Data entries
==========
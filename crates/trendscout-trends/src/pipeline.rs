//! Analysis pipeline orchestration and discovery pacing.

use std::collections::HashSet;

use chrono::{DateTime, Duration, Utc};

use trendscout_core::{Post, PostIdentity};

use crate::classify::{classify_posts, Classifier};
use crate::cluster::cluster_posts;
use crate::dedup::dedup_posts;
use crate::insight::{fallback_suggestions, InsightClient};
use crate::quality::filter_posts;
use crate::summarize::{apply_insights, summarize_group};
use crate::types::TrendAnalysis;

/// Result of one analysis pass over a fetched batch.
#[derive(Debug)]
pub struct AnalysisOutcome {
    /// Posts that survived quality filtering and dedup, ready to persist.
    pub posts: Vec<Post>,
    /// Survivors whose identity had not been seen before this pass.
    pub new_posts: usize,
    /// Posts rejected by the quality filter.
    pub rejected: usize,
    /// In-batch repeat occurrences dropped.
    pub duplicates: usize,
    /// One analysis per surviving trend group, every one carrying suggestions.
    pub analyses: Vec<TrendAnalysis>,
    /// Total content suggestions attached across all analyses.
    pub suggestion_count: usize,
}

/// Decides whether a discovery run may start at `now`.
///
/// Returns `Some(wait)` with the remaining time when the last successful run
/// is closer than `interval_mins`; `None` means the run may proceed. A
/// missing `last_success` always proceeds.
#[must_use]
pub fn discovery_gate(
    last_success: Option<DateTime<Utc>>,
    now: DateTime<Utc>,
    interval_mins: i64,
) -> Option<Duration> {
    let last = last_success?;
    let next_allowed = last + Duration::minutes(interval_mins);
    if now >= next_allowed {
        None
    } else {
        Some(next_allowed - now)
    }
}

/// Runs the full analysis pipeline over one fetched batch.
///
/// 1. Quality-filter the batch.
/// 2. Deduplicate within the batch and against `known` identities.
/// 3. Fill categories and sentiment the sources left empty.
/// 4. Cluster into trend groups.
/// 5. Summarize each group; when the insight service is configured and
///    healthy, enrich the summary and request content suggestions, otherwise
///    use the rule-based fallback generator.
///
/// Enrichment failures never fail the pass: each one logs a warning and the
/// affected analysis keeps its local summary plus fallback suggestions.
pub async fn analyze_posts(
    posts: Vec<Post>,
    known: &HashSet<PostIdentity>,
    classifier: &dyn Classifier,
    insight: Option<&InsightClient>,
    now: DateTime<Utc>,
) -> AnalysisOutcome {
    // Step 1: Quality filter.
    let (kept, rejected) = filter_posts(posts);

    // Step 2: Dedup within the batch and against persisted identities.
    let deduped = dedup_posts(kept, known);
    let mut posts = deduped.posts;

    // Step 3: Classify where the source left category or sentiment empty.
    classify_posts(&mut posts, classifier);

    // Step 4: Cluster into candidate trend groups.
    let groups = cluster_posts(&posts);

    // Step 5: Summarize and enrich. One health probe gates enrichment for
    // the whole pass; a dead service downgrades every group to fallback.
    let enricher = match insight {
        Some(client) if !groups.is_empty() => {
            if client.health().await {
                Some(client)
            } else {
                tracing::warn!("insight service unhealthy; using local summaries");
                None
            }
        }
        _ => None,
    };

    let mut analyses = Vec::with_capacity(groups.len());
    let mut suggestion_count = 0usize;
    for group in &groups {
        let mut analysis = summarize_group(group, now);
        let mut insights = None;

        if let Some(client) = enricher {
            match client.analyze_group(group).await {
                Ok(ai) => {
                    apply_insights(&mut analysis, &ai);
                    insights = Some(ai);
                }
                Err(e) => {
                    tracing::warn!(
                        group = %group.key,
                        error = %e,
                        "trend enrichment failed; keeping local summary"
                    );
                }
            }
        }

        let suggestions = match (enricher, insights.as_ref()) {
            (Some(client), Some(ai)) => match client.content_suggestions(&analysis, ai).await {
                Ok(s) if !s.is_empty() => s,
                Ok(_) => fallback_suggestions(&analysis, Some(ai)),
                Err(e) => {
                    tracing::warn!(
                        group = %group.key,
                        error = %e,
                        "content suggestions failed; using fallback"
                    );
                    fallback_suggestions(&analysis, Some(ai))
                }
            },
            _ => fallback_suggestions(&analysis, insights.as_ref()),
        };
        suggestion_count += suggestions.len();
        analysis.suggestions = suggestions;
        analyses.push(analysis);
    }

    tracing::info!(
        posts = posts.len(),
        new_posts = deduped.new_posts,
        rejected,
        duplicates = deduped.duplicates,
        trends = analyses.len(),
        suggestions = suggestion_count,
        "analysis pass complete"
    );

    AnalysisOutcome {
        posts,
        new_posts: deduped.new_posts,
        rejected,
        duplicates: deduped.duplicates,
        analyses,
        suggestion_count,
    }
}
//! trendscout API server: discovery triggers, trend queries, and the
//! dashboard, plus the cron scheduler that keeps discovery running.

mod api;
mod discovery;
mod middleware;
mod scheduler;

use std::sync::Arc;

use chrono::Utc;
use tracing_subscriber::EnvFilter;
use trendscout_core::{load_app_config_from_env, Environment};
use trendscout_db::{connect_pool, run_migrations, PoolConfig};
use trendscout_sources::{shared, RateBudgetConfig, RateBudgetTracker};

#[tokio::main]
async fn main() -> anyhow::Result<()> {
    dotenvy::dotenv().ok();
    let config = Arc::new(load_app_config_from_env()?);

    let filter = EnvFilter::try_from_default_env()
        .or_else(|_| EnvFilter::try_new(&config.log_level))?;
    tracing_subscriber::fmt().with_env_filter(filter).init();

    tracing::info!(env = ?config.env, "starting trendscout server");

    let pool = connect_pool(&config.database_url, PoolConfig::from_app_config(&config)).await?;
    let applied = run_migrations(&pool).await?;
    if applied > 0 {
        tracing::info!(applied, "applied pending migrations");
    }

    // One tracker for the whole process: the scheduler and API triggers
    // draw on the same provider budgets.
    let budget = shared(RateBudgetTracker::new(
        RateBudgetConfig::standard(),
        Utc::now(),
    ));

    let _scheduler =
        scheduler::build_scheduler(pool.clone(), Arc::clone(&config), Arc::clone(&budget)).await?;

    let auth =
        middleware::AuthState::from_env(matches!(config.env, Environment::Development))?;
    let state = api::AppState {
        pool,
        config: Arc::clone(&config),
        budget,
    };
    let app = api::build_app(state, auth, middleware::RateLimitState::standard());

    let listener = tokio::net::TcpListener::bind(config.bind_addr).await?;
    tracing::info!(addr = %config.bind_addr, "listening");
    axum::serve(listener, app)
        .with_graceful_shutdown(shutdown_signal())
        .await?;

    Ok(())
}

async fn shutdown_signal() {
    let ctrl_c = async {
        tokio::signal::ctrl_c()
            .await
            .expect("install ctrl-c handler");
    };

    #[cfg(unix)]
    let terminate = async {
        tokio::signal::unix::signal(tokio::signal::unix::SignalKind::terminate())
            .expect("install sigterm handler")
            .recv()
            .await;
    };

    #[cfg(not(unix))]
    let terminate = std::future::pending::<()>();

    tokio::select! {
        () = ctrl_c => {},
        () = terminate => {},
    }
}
==========
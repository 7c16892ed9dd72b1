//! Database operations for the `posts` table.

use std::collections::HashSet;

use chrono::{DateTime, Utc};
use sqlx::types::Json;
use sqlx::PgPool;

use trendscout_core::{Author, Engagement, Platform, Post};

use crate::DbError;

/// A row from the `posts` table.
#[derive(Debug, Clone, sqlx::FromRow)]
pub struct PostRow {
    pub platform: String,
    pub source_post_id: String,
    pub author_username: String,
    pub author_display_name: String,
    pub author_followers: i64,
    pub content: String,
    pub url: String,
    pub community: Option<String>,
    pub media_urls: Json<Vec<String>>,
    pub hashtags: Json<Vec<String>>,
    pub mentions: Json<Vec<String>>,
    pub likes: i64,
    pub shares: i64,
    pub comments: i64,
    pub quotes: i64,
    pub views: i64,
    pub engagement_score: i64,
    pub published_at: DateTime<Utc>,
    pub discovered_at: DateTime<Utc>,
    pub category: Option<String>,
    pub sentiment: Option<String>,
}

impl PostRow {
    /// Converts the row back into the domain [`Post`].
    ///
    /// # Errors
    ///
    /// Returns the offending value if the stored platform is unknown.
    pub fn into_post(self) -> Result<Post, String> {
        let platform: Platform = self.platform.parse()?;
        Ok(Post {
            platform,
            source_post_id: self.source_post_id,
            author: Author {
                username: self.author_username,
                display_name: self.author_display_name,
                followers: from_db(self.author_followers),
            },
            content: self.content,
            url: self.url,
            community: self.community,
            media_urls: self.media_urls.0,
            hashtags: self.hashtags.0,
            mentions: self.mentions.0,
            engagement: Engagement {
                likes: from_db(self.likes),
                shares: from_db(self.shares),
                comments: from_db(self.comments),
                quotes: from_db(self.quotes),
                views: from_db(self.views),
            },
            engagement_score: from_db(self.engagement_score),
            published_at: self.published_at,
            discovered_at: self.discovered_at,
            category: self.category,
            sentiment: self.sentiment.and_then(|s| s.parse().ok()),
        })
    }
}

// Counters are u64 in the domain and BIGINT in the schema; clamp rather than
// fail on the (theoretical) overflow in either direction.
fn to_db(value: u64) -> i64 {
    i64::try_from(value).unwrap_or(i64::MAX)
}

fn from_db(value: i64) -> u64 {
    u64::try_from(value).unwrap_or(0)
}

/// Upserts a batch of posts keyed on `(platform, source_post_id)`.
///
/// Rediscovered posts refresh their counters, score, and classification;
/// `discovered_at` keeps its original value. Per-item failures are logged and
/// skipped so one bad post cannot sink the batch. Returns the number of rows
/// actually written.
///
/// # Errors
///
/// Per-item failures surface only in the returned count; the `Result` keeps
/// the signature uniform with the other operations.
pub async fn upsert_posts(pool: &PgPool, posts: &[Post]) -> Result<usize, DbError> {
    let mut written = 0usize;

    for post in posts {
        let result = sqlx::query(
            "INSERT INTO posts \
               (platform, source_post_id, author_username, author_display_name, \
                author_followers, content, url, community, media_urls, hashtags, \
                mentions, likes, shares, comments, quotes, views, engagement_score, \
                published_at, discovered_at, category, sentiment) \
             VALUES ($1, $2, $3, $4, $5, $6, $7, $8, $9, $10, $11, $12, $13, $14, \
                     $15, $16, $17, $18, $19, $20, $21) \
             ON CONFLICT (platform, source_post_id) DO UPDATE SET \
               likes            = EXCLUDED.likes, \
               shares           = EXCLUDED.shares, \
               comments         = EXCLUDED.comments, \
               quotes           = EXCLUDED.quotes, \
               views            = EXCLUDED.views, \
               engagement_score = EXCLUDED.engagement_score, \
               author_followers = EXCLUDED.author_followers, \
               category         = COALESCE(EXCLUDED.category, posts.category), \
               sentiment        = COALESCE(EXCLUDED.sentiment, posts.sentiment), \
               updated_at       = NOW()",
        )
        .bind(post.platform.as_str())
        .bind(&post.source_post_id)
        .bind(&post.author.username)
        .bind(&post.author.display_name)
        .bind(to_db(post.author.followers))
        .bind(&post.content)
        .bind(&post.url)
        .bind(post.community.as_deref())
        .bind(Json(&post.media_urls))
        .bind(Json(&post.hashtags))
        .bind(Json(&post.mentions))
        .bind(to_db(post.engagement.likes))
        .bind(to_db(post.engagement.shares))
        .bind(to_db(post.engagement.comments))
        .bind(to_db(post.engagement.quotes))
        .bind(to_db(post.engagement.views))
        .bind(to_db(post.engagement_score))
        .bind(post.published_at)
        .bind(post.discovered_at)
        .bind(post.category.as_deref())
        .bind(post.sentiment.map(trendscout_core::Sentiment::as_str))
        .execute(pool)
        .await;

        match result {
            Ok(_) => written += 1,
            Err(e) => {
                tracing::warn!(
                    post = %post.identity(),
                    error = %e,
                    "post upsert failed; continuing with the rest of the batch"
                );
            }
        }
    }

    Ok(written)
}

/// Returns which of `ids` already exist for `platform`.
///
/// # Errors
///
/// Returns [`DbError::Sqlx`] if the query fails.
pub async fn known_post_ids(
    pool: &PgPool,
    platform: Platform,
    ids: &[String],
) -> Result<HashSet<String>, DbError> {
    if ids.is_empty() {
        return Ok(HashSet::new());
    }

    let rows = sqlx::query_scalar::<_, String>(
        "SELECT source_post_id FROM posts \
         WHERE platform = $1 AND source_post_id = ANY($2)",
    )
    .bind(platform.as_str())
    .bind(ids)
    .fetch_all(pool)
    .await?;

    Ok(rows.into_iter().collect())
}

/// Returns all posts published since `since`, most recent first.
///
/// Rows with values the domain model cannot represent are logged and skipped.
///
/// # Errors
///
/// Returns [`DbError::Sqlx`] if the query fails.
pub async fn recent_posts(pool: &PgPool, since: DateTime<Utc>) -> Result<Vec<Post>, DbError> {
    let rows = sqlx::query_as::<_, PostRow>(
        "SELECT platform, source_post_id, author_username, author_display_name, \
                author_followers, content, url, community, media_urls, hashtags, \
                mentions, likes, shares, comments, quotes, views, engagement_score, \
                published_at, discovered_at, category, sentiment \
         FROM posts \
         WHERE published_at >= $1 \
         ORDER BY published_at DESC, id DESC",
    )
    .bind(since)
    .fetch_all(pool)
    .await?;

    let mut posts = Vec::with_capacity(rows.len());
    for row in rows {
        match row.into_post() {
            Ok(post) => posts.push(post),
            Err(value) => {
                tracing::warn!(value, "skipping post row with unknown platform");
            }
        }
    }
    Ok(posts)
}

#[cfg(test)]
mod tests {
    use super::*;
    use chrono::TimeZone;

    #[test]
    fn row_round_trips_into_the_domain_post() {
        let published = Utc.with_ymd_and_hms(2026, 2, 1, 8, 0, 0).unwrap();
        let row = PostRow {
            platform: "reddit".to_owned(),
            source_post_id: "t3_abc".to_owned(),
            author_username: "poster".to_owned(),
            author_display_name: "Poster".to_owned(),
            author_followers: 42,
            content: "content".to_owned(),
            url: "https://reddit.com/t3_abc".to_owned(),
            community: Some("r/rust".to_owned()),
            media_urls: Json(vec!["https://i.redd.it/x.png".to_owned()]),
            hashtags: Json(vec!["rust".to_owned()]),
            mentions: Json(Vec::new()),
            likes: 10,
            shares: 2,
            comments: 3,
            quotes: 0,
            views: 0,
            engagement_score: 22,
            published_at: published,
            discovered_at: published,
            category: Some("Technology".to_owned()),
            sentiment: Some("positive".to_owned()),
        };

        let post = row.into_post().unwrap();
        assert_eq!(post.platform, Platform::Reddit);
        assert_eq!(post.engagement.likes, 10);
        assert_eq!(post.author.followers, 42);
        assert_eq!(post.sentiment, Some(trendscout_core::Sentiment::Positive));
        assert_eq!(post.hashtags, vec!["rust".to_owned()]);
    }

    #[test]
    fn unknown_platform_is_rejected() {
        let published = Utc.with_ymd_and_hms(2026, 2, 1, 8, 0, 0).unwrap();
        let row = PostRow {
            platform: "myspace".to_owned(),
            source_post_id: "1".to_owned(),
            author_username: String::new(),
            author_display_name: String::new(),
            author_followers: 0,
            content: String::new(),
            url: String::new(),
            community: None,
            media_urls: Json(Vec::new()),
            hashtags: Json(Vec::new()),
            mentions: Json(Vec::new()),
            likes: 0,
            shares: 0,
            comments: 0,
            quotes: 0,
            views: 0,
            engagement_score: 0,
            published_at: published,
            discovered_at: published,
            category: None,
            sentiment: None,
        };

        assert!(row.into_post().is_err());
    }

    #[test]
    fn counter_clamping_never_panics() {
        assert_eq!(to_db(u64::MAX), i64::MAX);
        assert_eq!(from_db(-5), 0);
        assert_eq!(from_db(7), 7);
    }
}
==========
Prompt | Filter the data above, keeping only lines that include the string "Option".

Answer section |
    last_success: Option<DateTime<Utc>>,
) -> Option<Duration> {
    insight: Option<&InsightClient>,
    pub community: Option<String>,
    pub category: Option<String>,
    pub sentiment: Option<String>,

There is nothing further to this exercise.